[Stored data]
────────────────────────────────────────
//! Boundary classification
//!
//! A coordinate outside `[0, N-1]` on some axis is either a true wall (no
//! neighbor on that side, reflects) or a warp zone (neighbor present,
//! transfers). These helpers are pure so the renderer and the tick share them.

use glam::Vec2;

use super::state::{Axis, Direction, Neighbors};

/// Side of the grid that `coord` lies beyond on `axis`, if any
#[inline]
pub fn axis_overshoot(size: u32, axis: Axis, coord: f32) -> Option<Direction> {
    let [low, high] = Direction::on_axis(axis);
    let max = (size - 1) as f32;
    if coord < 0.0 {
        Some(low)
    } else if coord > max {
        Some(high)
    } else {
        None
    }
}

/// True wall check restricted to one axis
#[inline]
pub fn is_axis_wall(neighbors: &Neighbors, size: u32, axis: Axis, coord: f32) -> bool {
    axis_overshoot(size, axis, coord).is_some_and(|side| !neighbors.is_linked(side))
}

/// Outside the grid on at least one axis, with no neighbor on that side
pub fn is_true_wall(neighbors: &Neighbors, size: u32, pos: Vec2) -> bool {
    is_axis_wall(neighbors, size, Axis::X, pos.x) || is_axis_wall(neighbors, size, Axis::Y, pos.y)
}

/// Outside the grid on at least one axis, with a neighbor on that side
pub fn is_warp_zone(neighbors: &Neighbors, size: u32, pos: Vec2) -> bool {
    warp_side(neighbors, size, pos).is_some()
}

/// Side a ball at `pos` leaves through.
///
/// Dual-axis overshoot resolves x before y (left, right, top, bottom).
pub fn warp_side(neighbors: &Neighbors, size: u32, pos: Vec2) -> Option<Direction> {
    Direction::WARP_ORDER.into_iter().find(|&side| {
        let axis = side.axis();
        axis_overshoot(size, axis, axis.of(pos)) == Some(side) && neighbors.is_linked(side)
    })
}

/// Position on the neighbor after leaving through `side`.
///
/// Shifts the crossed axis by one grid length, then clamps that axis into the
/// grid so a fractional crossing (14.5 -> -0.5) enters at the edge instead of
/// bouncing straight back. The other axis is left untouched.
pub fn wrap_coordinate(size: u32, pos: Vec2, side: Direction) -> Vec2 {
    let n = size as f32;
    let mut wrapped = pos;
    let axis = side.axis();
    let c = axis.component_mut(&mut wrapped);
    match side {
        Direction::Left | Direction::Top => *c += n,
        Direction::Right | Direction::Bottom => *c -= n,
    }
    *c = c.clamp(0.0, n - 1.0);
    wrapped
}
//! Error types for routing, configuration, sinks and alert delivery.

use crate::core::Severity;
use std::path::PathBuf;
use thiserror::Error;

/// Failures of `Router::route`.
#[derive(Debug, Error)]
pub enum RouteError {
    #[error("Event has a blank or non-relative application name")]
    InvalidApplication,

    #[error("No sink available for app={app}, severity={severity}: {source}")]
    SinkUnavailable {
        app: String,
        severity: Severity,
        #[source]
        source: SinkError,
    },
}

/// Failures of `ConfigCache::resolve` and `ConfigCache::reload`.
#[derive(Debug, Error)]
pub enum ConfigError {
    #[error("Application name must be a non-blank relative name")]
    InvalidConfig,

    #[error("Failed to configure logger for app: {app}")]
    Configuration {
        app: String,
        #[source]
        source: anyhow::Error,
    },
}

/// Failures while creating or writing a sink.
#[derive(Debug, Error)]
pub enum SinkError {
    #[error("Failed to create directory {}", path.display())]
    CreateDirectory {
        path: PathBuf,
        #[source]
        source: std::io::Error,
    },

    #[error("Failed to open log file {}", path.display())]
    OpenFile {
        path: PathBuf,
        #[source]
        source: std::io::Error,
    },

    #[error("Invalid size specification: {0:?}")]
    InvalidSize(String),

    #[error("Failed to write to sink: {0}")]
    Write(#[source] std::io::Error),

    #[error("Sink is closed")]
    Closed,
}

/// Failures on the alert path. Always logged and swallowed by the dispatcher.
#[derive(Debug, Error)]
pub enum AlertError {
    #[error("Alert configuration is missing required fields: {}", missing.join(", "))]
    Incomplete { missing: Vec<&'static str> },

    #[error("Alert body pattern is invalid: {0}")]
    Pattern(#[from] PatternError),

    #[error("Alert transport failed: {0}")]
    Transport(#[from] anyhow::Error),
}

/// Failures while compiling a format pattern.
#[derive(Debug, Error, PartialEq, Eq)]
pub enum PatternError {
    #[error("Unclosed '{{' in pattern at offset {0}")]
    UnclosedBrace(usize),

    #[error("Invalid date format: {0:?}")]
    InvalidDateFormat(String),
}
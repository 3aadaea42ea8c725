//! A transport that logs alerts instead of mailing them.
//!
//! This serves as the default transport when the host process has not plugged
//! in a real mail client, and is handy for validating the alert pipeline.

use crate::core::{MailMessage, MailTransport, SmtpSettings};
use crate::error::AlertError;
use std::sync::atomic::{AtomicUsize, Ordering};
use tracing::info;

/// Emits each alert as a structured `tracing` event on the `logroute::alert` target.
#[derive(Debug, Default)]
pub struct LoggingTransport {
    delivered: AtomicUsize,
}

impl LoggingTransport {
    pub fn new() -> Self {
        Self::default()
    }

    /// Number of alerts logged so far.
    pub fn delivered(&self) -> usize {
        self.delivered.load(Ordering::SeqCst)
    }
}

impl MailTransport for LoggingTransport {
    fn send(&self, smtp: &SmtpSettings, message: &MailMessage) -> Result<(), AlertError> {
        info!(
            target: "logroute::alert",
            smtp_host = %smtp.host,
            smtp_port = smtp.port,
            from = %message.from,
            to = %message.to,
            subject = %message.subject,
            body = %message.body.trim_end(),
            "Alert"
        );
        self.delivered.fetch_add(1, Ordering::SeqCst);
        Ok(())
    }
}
────────────────────────────────────────
● Work instruction
Copy every line from the data that includes the string "relative".

● Output for this exercise
    #[error("Event has a blank or non-relative application name")]
    #[error("Application name must be a non-blank relative name")]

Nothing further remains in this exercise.